TASK DIRECTIONS: Each entry has to be copied exactly, with nothing missed.

DATA PROVIDED:
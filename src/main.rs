//! AI News Dashboard — Binary Entrypoint
//! Boots the Axum HTTP server, wiring routes, shared state, and middleware.

use tracing_subscriber::{fmt, prelude::*, EnvFilter};

use ai_news_dashboard::config::DashboardConfig;
use ai_news_dashboard::telemetry::Metrics;
use ai_news_dashboard::refresh::{spawn_auto_refresh, AutoRefreshCfg};
use ai_news_dashboard::{api, AppState};

fn init_tracing() {
    let filter =
        EnvFilter::try_from_default_env().unwrap_or_else(|_| EnvFilter::new("ai_news_dashboard=info,warn"));

    tracing_subscriber::registry()
        .with(filter)
        .with(fmt::layer().compact())
        .init();
}

#[tokio::main]
async fn main() -> anyhow::Result<()> {
    // Load .env in local/dev; no-op in prod environments.
    let _ = dotenvy::dotenv();
    init_tracing();

    let cfg = DashboardConfig::load_default()?;
    let metrics = Metrics::init(cfg.cache_ttl_secs, cfg.refresh_interval_secs);

    let state = AppState::from_config(&cfg);

    // Optional background refetch; the pipeline itself stays synchronous.
    if let Some(rc) = AutoRefreshCfg::from_config(&cfg) {
        spawn_auto_refresh(rc, state.clone());
        tracing::info!(interval_secs = rc.interval_secs, "auto-refresh enabled");
    }

    let app = api::router(state).merge(metrics.router());

    let listener = tokio::net::TcpListener::bind(&cfg.bind_addr).await?;
    tracing::info!(addr = %cfg.bind_addr, feeds = cfg.feeds.len(), "dashboard listening");
    axum::serve(listener, app).await?;
    Ok(())
}
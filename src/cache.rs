//! # Feed Cache
//! Short-lived TTL cache over the fetched news table.
//!
//! Replaces framework-managed caching with an explicit object: stores
//! `(table, fetch_instant)`; a read within the TTL returns the cached copy,
//! a later read misses and forces the caller to refetch. Explicit refresh
//! invalidates immediately regardless of remaining TTL.

use std::sync::Mutex;
use std::time::{Duration, Instant};

use chrono::{DateTime, Utc};

use crate::model::NewsItem;

#[derive(Debug)]
pub struct FeedCache {
    inner: Mutex<Option<Snapshot>>,
    ttl: Duration,
}

#[derive(Debug, Clone)]
struct Snapshot {
    items: Vec<NewsItem>,
    fetched_at: Instant,
    /// Wallclock counterpart of `fetched_at`, for "last refreshed" display.
    fetched_at_utc: DateTime<Utc>,
}

impl FeedCache {
    pub fn new(ttl: Duration) -> Self {
        Self {
            inner: Mutex::new(None),
            ttl,
        }
    }

    /// Convenience constructor matching the dashboard default (1 minute).
    pub fn new_60s() -> Self {
        Self::new(Duration::from_secs(60))
    }

    /// Return the cached table if present and fresh, else `None`.
    pub fn get(&self) -> Option<Vec<NewsItem>> {
        let guard = self.inner.lock().expect("feed cache mutex poisoned");
        match guard.as_ref() {
            Some(snap) if snap.fetched_at.elapsed() <= self.ttl => Some(snap.items.clone()),
            _ => None,
        }
    }

    /// Store a freshly fetched table, resetting the TTL clock.
    pub fn put(&self, items: Vec<NewsItem>) {
        let mut guard = self.inner.lock().expect("feed cache mutex poisoned");
        *guard = Some(Snapshot {
            items,
            fetched_at: Instant::now(),
            fetched_at_utc: Utc::now(),
        });
    }

    /// Drop the cached table so the next read is forced to refetch.
    pub fn invalidate(&self) {
        let mut guard = self.inner.lock().expect("feed cache mutex poisoned");
        *guard = None;
    }

    /// Wallclock time of the last successful fetch, if any (stale included).
    pub fn last_refreshed(&self) -> Option<DateTime<Utc>> {
        let guard = self.inner.lock().expect("feed cache mutex poisoned");
        guard.as_ref().map(|s| s.fetched_at_utc)
    }

    /// Number of cached rows, counting a stale snapshot as absent.
    pub fn len(&self) -> usize {
        self.get().map(|v| v.len()).unwrap_or(0)
    }

    pub fn is_empty(&self) -> bool {
        self.len() == 0
    }

    pub fn ttl_secs(&self) -> u64 {
        self.ttl.as_secs()
    }
}
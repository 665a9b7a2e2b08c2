use nalgebra::Complex;

/// Complex scalar used for the eigenbasis state.
pub type C64 = Complex<f64>;

/// CARMA model order.
#[derive(Debug, Clone, Copy, PartialEq, Eq, Hash)]
pub struct CarmaOrder {
    pub p: usize, // autoregressive order
    pub q: usize, // moving-average order
}

impl CarmaOrder {
    pub fn new(p: usize, q: usize) -> Self {
        Self { p, q }
    }

    /// Dimension of the state vector: p
    pub fn k_states(&self) -> usize {
        self.p
    }

    /// Length of the MA coefficient vector including the leading 1: q + 1
    pub fn n_ma_coefs(&self) -> usize {
        self.q + 1
    }

    /// Number of Lorentzian PSD parameters: p (pairs plus an optional trailing width)
    pub fn n_lorentz_params(&self) -> usize {
        self.p
    }

    /// True for the CAR(1) special case.
    pub fn is_car1(&self) -> bool {
        self.p == 1 && self.q == 0
    }

    /// A CARMA(p, q) order is usable only with p >= 1 and q < p.
    pub fn is_valid(&self) -> bool {
        self.p >= 1 && self.q < self.p
    }
}

/// Filter configuration.
#[derive(Debug, Clone)]
pub struct CarmaConfig {
    pub order: CarmaOrder,
    /// Reject non-positive decay rates / AR roots with non-negative real part at construction.
    pub enforce_stationarity: bool,
    /// Predictive variances at or below this value abort the recursion.
    ///
    /// Error-free observations spaced much closer than the process
    /// decorrelation time leave true predictive variances near f64 round-off,
    /// where they can come out non-positive.
    pub min_variance: f64,
}

impl CarmaConfig {
    pub fn new(p: usize, q: usize) -> Self {
        Self {
            order: CarmaOrder::new(p, q),
            ..Self::default()
        }
    }

    pub fn car1() -> Self {
        Self::new(1, 0)
    }
}

impl Default for CarmaConfig {
    fn default() -> Self {
        Self {
            order: CarmaOrder::new(1, 0),
            enforce_stationarity: true,
            min_variance: 0.0,
        }
    }
}

/// Predictive distribution of the process value at a query time.
#[derive(Debug, Clone, Copy, PartialEq)]
pub struct Prediction {
    pub mean: f64,
    pub variance: f64,
}

impl Prediction {
    pub fn new(mean: f64, variance: f64) -> Self {
        Self { mean, variance }
    }

    pub fn std_dev(&self) -> f64 {
        self.variance.max(0.0).sqrt()
    }
}

#[cfg(test)]
mod tests {
    use super::*;

    #[test]
    fn test_carma_order_dimensions() {
        // CARMA(3,1): 3 states, MA vector [1, theta_1], 3 PSD parameters
        let order = CarmaOrder::new(3, 1);
        assert_eq!(order.k_states(), 3);
        assert_eq!(order.n_ma_coefs(), 2);
        assert_eq!(order.n_lorentz_params(), 3);
        assert!(order.is_valid());
        assert!(!order.is_car1());
    }

    #[test]
    fn test_carma_order_validity() {
        assert!(CarmaOrder::new(1, 0).is_valid());
        assert!(CarmaOrder::new(1, 0).is_car1());
        assert!(!CarmaOrder::new(2, 2).is_valid());
        assert!(!CarmaOrder::new(0, 0).is_valid());
    }

    #[test]
    fn test_default_config() {
        let config = CarmaConfig::default();
        assert_eq!(config.order, CarmaOrder::new(1, 0));
        assert!(config.enforce_stationarity);
        assert_eq!(config.min_variance, 0.0);
        assert_eq!(CarmaConfig::car1().order, config.order);
    }

    #[test]
    fn test_prediction_std_dev() {
        let pred = Prediction::new(1.5, 4.0);
        assert!((pred.std_dev() - 2.0).abs() < 1e-15);
        assert_eq!(Prediction::new(0.0, 0.0).std_dev(), 0.0);
    }
}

SOLUTION TO THIS EXERCISE:
filename src/main.rs
//! AI News Dashboard — Binary Entrypoint
//! Boots the Axum HTTP server, wiring routes, shared state, and middleware.

use tracing_subscriber::{fmt, prelude::*, EnvFilter};

use ai_news_dashboard::config::DashboardConfig;
use ai_news_dashboard::telemetry::Metrics;
use ai_news_dashboard::refresh::{spawn_auto_refresh, AutoRefreshCfg};
use ai_news_dashboard::{api, AppState};

fn init_tracing() {
    let filter =
        EnvFilter::try_from_default_env().unwrap_or_else(|_| EnvFilter::new("ai_news_dashboard=info,warn"));

    tracing_subscriber::registry()
        .with(filter)
        .with(fmt::layer().compact())
        .init();
}

#[tokio::main]
async fn main() -> anyhow::Result<()> {
    // Load .env in local/dev; no-op in prod environments.
    let _ = dotenvy::dotenv();
    init_tracing();

    let cfg = DashboardConfig::load_default()?;
    let metrics = Metrics::init(cfg.cache_ttl_secs, cfg.refresh_interval_secs);

    let state = AppState::from_config(&cfg);

    // Optional background refetch; the pipeline itself stays synchronous.
    if let Some(rc) = AutoRefreshCfg::from_config(&cfg) {
        spawn_auto_refresh(rc, state.clone());
        tracing::info!(interval_secs = rc.interval_secs, "auto-refresh enabled");
    }

    let app = api::router(state).merge(metrics.router());

    let listener = tokio::net::TcpListener::bind(&cfg.bind_addr).await?;
    tracing::info!(addr = %cfg.bind_addr, feeds = cfg.feeds.len(), "dashboard listening");
    axum::serve(listener, app).await?;
    Ok(())
}
filename src/cache.rs
//! # Feed Cache
//! Short-lived TTL cache over the fetched news table.
//!
//! Replaces framework-managed caching with an explicit object: stores
//! `(table, fetch_instant)`; a read within the TTL returns the cached copy,
//! a later read misses and forces the caller to refetch. Explicit refresh
//! invalidates immediately regardless of remaining TTL.

use std::sync::Mutex;
use std::time::{Duration, Instant};

use chrono::{DateTime, Utc};

use crate::model::NewsItem;

#[derive(Debug)]
pub struct FeedCache {
    inner: Mutex<Option<Snapshot>>,
    ttl: Duration,
}

#[derive(Debug, Clone)]
struct Snapshot {
    items: Vec<NewsItem>,
    fetched_at: Instant,
    /// Wallclock counterpart of `fetched_at`, for "last refreshed" display.
    fetched_at_utc: DateTime<Utc>,
}

impl FeedCache {
    pub fn new(ttl: Duration) -> Self {
        Self {
            inner: Mutex::new(None),
            ttl,
        }
    }

    /// Convenience constructor matching the dashboard default (1 minute).
    pub fn new_60s() -> Self {
        Self::new(Duration::from_secs(60))
    }

    /// Return the cached table if present and fresh, else `None`.
    pub fn get(&self) -> Option<Vec<NewsItem>> {
        let guard = self.inner.lock().expect("feed cache mutex poisoned");
        match guard.as_ref() {
            Some(snap) if snap.fetched_at.elapsed() <= self.ttl => Some(snap.items.clone()),
            _ => None,
        }
    }

    /// Store a freshly fetched table, resetting the TTL clock.
    pub fn put(&self, items: Vec<NewsItem>) {
        let mut guard = self.inner.lock().expect("feed cache mutex poisoned");
        *guard = Some(Snapshot {
            items,
            fetched_at: Instant::now(),
            fetched_at_utc: Utc::now(),
        });
    }

    /// Drop the cached table so the next read is forced to refetch.
    pub fn invalidate(&self) {
        let mut guard = self.inner.lock().expect("feed cache mutex poisoned");
        *guard = None;
    }

    /// Wallclock time of the last successful fetch, if any (stale included).
    pub fn last_refreshed(&self) -> Option<DateTime<Utc>> {
        let guard = self.inner.lock().expect("feed cache mutex poisoned");
        guard.as_ref().map(|s| s.fetched_at_utc)
    }

    /// Number of cached rows, counting a stale snapshot as absent.
    pub fn len(&self) -> usize {
        self.get().map(|v| v.len()).unwrap_or(0)
    }

    pub fn is_empty(&self) -> bool {
        self.len() == 0
    }

    pub fn ttl_secs(&self) -> u64 {
        self.ttl.as_secs()
    }
}
repository 665a9b7a2e2b08c2
use nalgebra::Complex;

/// Complex scalar used for the eigenbasis state.
pub type C64 = Complex<f64>;

/// CARMA model order.
#[derive(Debug, Clone, Copy, PartialEq, Eq, Hash)]
pub struct CarmaOrder {
    pub p: usize, // autoregressive order
    pub q: usize, // moving-average order
}

impl CarmaOrder {
    pub fn new(p: usize, q: usize) -> Self {
        Self { p, q }
    }

    /// Dimension of the state vector: p
    pub fn k_states(&self) -> usize {
        self.p
    }

    /// Length of the MA coefficient vector including the leading 1: q + 1
    pub fn n_ma_coefs(&self) -> usize {
        self.q + 1
    }

    /// Number of Lorentzian PSD parameters: p (pairs plus an optional trailing width)
    pub fn n_lorentz_params(&self) -> usize {
        self.p
    }

    /// True for the CAR(1) special case.
    pub fn is_car1(&self) -> bool {
        self.p == 1 && self.q == 0
    }

    /// A CARMA(p, q) order is usable only with p >= 1 and q < p.
    pub fn is_valid(&self) -> bool {
        self.p >= 1 && self.q < self.p
    }
}

/// Filter configuration.
#[derive(Debug, Clone)]
pub struct CarmaConfig {
    pub order: CarmaOrder,
    /// Reject non-positive decay rates / AR roots with non-negative real part at construction.
    pub enforce_stationarity: bool,
    /// Predictive variances at or below this value abort the recursion.
    ///
    /// Error-free observations spaced much closer than the process
    /// decorrelation time leave true predictive variances near f64 round-off,
    /// where they can come out non-positive.
    pub min_variance: f64,
}

impl CarmaConfig {
    pub fn new(p: usize, q: usize) -> Self {
        Self {
            order: CarmaOrder::new(p, q),
            ..Self::default()
        }
    }

    pub fn car1() -> Self {
        Self::new(1, 0)
    }
}

impl Default for CarmaConfig {
    fn default() -> Self {
        Self {
            order: CarmaOrder::new(1, 0),
            enforce_stationarity: true,
            min_variance: 0.0,
        }
    }
}

/// Predictive distribution of the process value at a query time.
#[derive(Debug, Clone, Copy, PartialEq)]
pub struct Prediction {
    pub mean: f64,
    pub variance: f64,
}

impl Prediction {
    pub fn new(mean: f64, variance: f64) -> Self {
        Self { mean, variance }
    }

    pub fn std_dev(&self) -> f64 {
        self.variance.max(0.0).sqrt()
    }
}

#[cfg(test)]
mod tests {
    use super::*;

    #[test]
    fn test_carma_order_dimensions() {
        // CARMA(3,1): 3 states, MA vector [1, theta_1], 3 PSD parameters
        let order = CarmaOrder::new(3, 1);
        assert_eq!(order.k_states(), 3);
        assert_eq!(order.n_ma_coefs(), 2);
        assert_eq!(order.n_lorentz_params(), 3);
        assert!(order.is_valid());
        assert!(!order.is_car1());
    }

    #[test]
    fn test_carma_order_validity() {
        assert!(CarmaOrder::new(1, 0).is_valid());
        assert!(CarmaOrder::new(1, 0).is_car1());
        assert!(!CarmaOrder::new(2, 2).is_valid());
        assert!(!CarmaOrder::new(0, 0).is_valid());
    }

    #[test]
    fn test_default_config() {
        let config = CarmaConfig::default();
        assert_eq!(config.order, CarmaOrder::new(1, 0));
        assert!(config.enforce_stationarity);
        assert_eq!(config.min_variance, 0.0);
        assert_eq!(CarmaConfig::car1().order, config.order);
    }

    #[test]
    fn test_prediction_std_dev() {
        let pred = Prediction::new(1.5, 4.0);
        assert!((pred.std_dev() - 2.0).abs() < 1e-15);
        assert_eq!(Prediction::new(0.0, 0.0).std_dev(), 0.0);
    }
}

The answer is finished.